Brief => Everything from the line with "pub fn footer_text(&self)" to the end of the data should be restated word for word, and nothing before it.

Provided data =>
»»

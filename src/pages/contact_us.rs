use std::time::Duration;

use crate::browser::locator::Locator;
use crate::error::BrowserError;
use crate::pages::base::BasePage;

const FORM_TITLE: &str = ".contact-form h2.title.text-center";
const NAME: &str = "input[data-qa='name']";
const EMAIL: &str = "input[data-qa='email']";
const SUBJECT: &str = "input[data-qa='subject']";
const MESSAGE: &str = "textarea[data-qa='message']";
const SUBMIT: &str = "input[data-qa='submit-button']";
const SUCCESS: &str = ".status.alert.alert-success";
const FILE_UPLOAD: &str = "input[type='file']";

/// `/contact_us`.
///
/// Submitting raises a `confirm()` dialog; the driver's dialog policy
/// decides whether it is accepted.
#[derive(Clone, Copy)]
pub struct ContactUsPage<'a> {
    base: BasePage<'a>,
}

impl<'a> ContactUsPage<'a> {
    pub fn new(base: BasePage<'a>) -> Self {
        Self { base }
    }

    /// "GET IN TOUCH".
    pub fn form_title(&self) -> Result<String, BrowserError> {
        self.base.text(&Locator::new(FORM_TITLE).first())
    }

    pub fn fill_form(
        &self,
        name: &str,
        email: &str,
        subject: &str,
        message: &str,
    ) -> Result<(), BrowserError> {
        self.base.fill(&Locator::new(NAME), name)?;
        self.base.fill(&Locator::new(EMAIL), email)?;
        self.base.fill(&Locator::new(SUBJECT), subject)?;
        self.base.fill(&Locator::new(MESSAGE), message)
    }

    pub fn submit(&self) -> Result<(), BrowserError> {
        self.base.click(&Locator::new(SUBMIT))?;
        self.base.settle(1000);
        Ok(())
    }

    pub fn is_success_visible(&self) -> bool {
        self.base.is_shown(&Locator::new(SUCCESS))
    }

    pub fn success_message(&self) -> Result<String, BrowserError> {
        self.base.text(&Locator::new(SUCCESS).first())
    }

    pub fn email_validation_message(&self) -> Result<String, BrowserError> {
        self.base.validation_message(&Locator::new(EMAIL))
    }

    pub fn has_file_upload(&self, timeout: Duration) -> bool {
        self.base.is_visible(&Locator::new(FILE_UPLOAD), timeout)
    }

    /// `accept` attribute of the upload input, if it restricts file types.
    pub fn file_upload_accept(&self) -> Result<Option<String>, BrowserError> {
        let accept = self
            .base
            .driver()
            .attribute(&Locator::new(FILE_UPLOAD).first(), "accept")?;
        Ok(accept.filter(|a| !a.trim().is_empty()))
    }
}
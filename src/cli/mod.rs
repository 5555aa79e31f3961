pub mod commands;
pub mod config;
use crate::harness::runner::{TestResult, TestStatus};
use crate::report::report_model::TestSuiteReport;

const CLASSNAME: &str = "storefront-e2e";

// ============================================================================
// JUnit XML reporter: standard CI integration format
// ============================================================================

/// Generate a JUnit XML report for CI systems.
///
/// ```xml
/// <?xml version="1.0" encoding="UTF-8"?>
/// <testsuite name="..." tests="3" failures="1" skipped="1" time="1.234">
///   <testcase name="TC01_..." classname="storefront-e2e.Login" time="4.200" />
///   <testcase name="TC02_..." classname="storefront-e2e.Login" time="3.100">
///     <failure message="1 assertion(s) failed" type="AssertionFailure">Step 1: ...</failure>
///   </testcase>
///   <testcase name="TC40_..." classname="storefront-e2e.Performance" time="0.000">
///     <skipped message="..." />
///   </testcase>
/// </testsuite>
/// ```
pub fn generate_junit_xml(report: &TestSuiteReport) -> String {
    let time_attr = report
        .duration_ms
        .map(|ms| format!(" time=\"{:.3}\"", ms as f64 / 1000.0))
        .unwrap_or_default();

    let mut cases = String::new();
    for result in &report.test_results {
        let open = format!(
            "  <testcase name=\"{name}\" classname=\"{class}\" time=\"{time:.3}\"",
            name = escape_xml(&result.name),
            class = escape_xml(&classname(result)),
            time = result.duration_ms as f64 / 1000.0,
        );

        match result.status {
            TestStatus::Passed => {
                cases.push_str(&open);
                cases.push_str(" />\n");
            }
            TestStatus::Skipped => {
                let reason = result.error.as_deref().unwrap_or("ignored");
                cases.push_str(&format!(
                    "{open}>\n    <skipped message=\"{reason}\" />\n  </testcase>\n",
                    open = open,
                    reason = escape_xml(reason),
                ));
            }
            TestStatus::Failed => {
                let (message, kind, body) = failure_details(result);
                cases.push_str(&format!(
                    "{open}>\n    <failure message=\"{message}\" type=\"{kind}\">{body}</failure>\n  </testcase>\n",
                    open = open,
                    message = escape_xml(&message),
                    kind = kind,
                    body = escape_xml(&body),
                ));
            }
        }
    }

    format!(
        "<?xml version=\"1.0\" encoding=\"UTF-8\"?>\n<testsuite name=\"{name}\" tests=\"{tests}\" failures=\"{failures}\" skipped=\"{skipped}\"{time}>\n{cases}</testsuite>\n",
        name = escape_xml(&report.suite_name),
        tests = report.total,
        failures = report.failed,
        skipped = report.skipped,
        time = time_attr,
        cases = cases,
    )
}

/// First category names the class so CI groups scenarios by feature area.
fn classname(result: &TestResult) -> String {
    match result.categories.first() {
        Some(category) => format!("{}.{}", CLASSNAME, category),
        None => CLASSNAME.to_string(),
    }
}

fn failure_details(result: &TestResult) -> (String, &'static str, String) {
    let mut lines: Vec<String> = result
        .assertion_results
        .iter()
        .filter(|ar| !ar.passed)
        .map(|ar| format!("Step {}: {}", ar.step_index, ar.message))
        .collect();
    let failed_assertions = lines.len();

    if let Some(ref error) = result.error {
        lines.push(format!("Error: {}", error));
    }
    for attachment in &result.attachments {
        lines.push(format!("Screenshot: {}", attachment.path.display()));
    }

    if failed_assertions > 0 {
        (
            format!("{} assertion(s) failed", failed_assertions),
            "AssertionFailure",
            lines.join("\n"),
        )
    } else {
        ("execution error".to_string(), "ExecutionError", lines.join("\n"))
    }
}

pub fn escape_xml(s: &str) -> String {
    s.replace('&', "&amp;")
        .replace('<', "&lt;")
        .replace('>', "&gt;")
        .replace('"', "&quot;")
        .replace('\'', "&apos;")
}
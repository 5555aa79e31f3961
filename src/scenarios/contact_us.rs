use crate::browser::driver::DialogPolicy;
use crate::error::ScenarioError;
use crate::harness::scenario::{Category, FixtureKind, Scenario};
use crate::harness::session::TestSession;

pub fn scenarios() -> Vec<Scenario> {
    vec![
        Scenario {
            id: "TC17",
            name: "ContactUs_WithValidData_ShouldSubmitSuccessfully",
            categories: &[Category::ContactUs, Category::Smoke],
            fixture: FixtureKind::Base,
            ignore: None,
            body: submit_valid_form,
        },
        Scenario {
            id: "TC18",
            name: "ContactUs_WithInvalidEmail_ShouldShowValidation",
            categories: &[Category::ContactUs, Category::Negative],
            fixture: FixtureKind::Base,
            ignore: None,
            body: submit_invalid_email,
        },
    ]
}

fn submit_valid_form(t: &TestSession) -> Result<(), ScenarioError> {
    let pages = t.pages();
    let name = t.random_name();
    let email = t.random_email();

    t.step("Open Contact Us");
    pages.home.click_contact_us()?;
    t.wait(2000);
    let title = pages.contact_us.form_title()?;
    t.assert_contains(&title, "GET IN TOUCH", "Contact Us page title should be visible")?;

    t.step(format!("Submit the form as {}", email));
    pages.contact_us.fill_form(
        &name,
        &email,
        "Test Inquiry - Automation",
        "This is an automated test message. Please ignore.",
    )?;
    t.driver().set_dialog_policy(DialogPolicy::Accept)?;
    pages.contact_us.submit()?;
    t.wait(2000);

    let message = pages.contact_us.success_message()?;
    t.assert_contains(
        &message,
        "Success! Your details have been submitted successfully",
        "Success message should be displayed",
    )
}

fn submit_invalid_email(t: &TestSession) -> Result<(), ScenarioError> {
    let pages = t.pages();
    let name = t.random_name();

    t.step("Open Contact Us");
    pages.home.click_contact_us()?;
    t.wait(2000);

    t.step("Submit with a malformed email");
    pages
        .contact_us
        .fill_form(&name, "invalid-email-format", "Test Subject", "Test message")?;
    pages.contact_us.submit()?;

    let validation = pages.contact_us.email_validation_message()?;
    tracing::info!(%validation, "email field validation");
    t.assert_true(
        t.url_contains("/contact_us")?,
        "Should remain on contact us page due to validation error",
    )
}
use std::fmt;
use std::process::ExitStatus;

#[derive(Debug)]
pub enum BrowserError {
    /// Node.js driver process failed to spawn (browser_server.js)
    SubprocessSpawn { script: String, source: std::io::Error },

    /// Node.js driver process exited with non-zero status
    SubprocessFailed { script: String, status: ExitStatus, stderr: String },

    /// Reading from or writing to the driver process failed
    SessionIO(String),

    /// JSON parsing failed (driver response)
    JsonParse { context: String, source: serde_json::Error },

    /// JSON serialization failed (driver request)
    JsonSerialize { context: String, source: serde_json::Error },

    /// Driver reported failure for a command
    SessionProtocol { command: String, error: String },

    /// A wait or action did not observe the expected state in time
    Timeout { command: String, error: String },

    /// Text read back from the page could not be interpreted
    UnexpectedText { context: String, text: String },

    /// Session used outside its Ready state
    SessionState(String),
}

impl BrowserError {
    /// Whether this error is a timeout reported by the driver.
    pub fn is_timeout(&self) -> bool {
        matches!(self, BrowserError::Timeout { .. })
    }
}

impl fmt::Display for BrowserError {
    fn fmt(&self, f: &mut fmt::Formatter<'_>) -> fmt::Result {
        match self {
            BrowserError::SubprocessSpawn { script, source } => {
                write!(f, "Failed to spawn {} (is Node.js installed?): {}", script, source)
            }
            BrowserError::SubprocessFailed { script, status, stderr } => {
                write!(f, "{} exited with {}: {}", script, status, stderr)
            }
            BrowserError::SessionIO(msg) => write!(f, "Driver I/O error: {}", msg),
            BrowserError::JsonParse { context, source } => {
                write!(f, "JSON parse error ({}): {}", context, source)
            }
            BrowserError::JsonSerialize { context, source } => {
                write!(f, "JSON serialize error ({}): {}", context, source)
            }
            BrowserError::SessionProtocol { command, error } => {
                write!(f, "Browser command '{}' failed: {}", command, error)
            }
            BrowserError::Timeout { command, error } => {
                write!(f, "Browser command '{}' timed out: {}", command, error)
            }
            BrowserError::UnexpectedText { context, text } => {
                write!(f, "Unexpected text for {}: '{}'", context, text)
            }
            BrowserError::SessionState(msg) => write!(f, "Invalid session state: {}", msg),
        }
    }
}

impl std::error::Error for BrowserError {
    fn source(&self) -> Option<&(dyn std::error::Error + 'static)> {
        match self {
            BrowserError::SubprocessSpawn { source, .. } => Some(source),
            BrowserError::JsonParse { source, .. } => Some(source),
            BrowserError::JsonSerialize { source, .. } => Some(source),
            _ => None,
        }
    }
}

/// Why a scenario body stopped.
#[derive(Debug)]
pub enum ScenarioError {
    /// An explicit expectation did not hold
    Assertion { message: String },

    /// A required browser action failed
    Browser(BrowserError),
}

impl ScenarioError {
    pub fn assertion(message: impl Into<String>) -> Self {
        ScenarioError::Assertion {
            message: message.into(),
        }
    }
}

impl fmt::Display for ScenarioError {
    fn fmt(&self, f: &mut fmt::Formatter<'_>) -> fmt::Result {
        match self {
            ScenarioError::Assertion { message } => write!(f, "Assertion failed: {}", message),
            ScenarioError::Browser(e) => write!(f, "{}", e),
        }
    }
}

impl std::error::Error for ScenarioError {
    fn source(&self) -> Option<&(dyn std::error::Error + 'static)> {
        match self {
            ScenarioError::Browser(e) => Some(e),
            ScenarioError::Assertion { .. } => None,
        }
    }
}

impl From<BrowserError> for ScenarioError {
    fn from(e: BrowserError) -> Self {
        ScenarioError::Browser(e)
    }
}
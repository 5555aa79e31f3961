use std::time::Duration;

use crate::browser::locator::Locator;
use crate::error::BrowserError;
use crate::pages::base::BasePage;

const HEADER: &str = "h2:has-text('Subscription')";
const EMAIL: &str = "input#susbscribe_email";
const SUBSCRIBE: &str = "button#subscribe";
const SUCCESS: &str = "#success-subscribe .alert-success";
const FOOTER: &str = "footer";

/// Newsletter box in the footer of every page.
#[derive(Clone, Copy)]
pub struct SubscriptionSection<'a> {
    base: BasePage<'a>,
}

impl<'a> SubscriptionSection<'a> {
    pub fn new(base: BasePage<'a>) -> Self {
        Self { base }
    }

    pub fn is_header_visible(&self) -> bool {
        self.base.is_shown(&Locator::new(HEADER).first())
    }

    pub fn is_email_input_visible(&self) -> bool {
        self.base.is_shown(&Locator::new(EMAIL))
    }

    pub fn subscribe(&self, email: &str) -> Result<(), BrowserError> {
        self.base.fill(&Locator::new(EMAIL), email)?;
        self.base.click(&Locator::new(SUBSCRIBE))?;
        self.base.settle(1000);
        Ok(())
    }

    pub fn is_success_visible(&self, timeout: Duration) -> bool {
        self.base.is_visible(&Locator::new(SUCCESS), timeout)
    }

    pub fn success_message(&self) -> Result<String, BrowserError> {
        self.base.text(&Locator::new(SUCCESS))
    }

    pub fn email_validation_message(&self) -> Result<String, BrowserError> {
        self.base.validation_message(&Locator::new(EMAIL))
    }

    pub fn is_footer_visible(&self) -> bool {
        self.base.is_shown(&Locator::new(FOOTER))
    }

    pub fn footer_text(&self) -> Result<String, BrowserError> {
        self.base.text(&Locator::new(FOOTER))
    }
}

««

Response for this exercise =>
    pub fn footer_text(&self) -> Result<String, BrowserError> {
        self.base.text(&Locator::new(FOOTER))
    }
}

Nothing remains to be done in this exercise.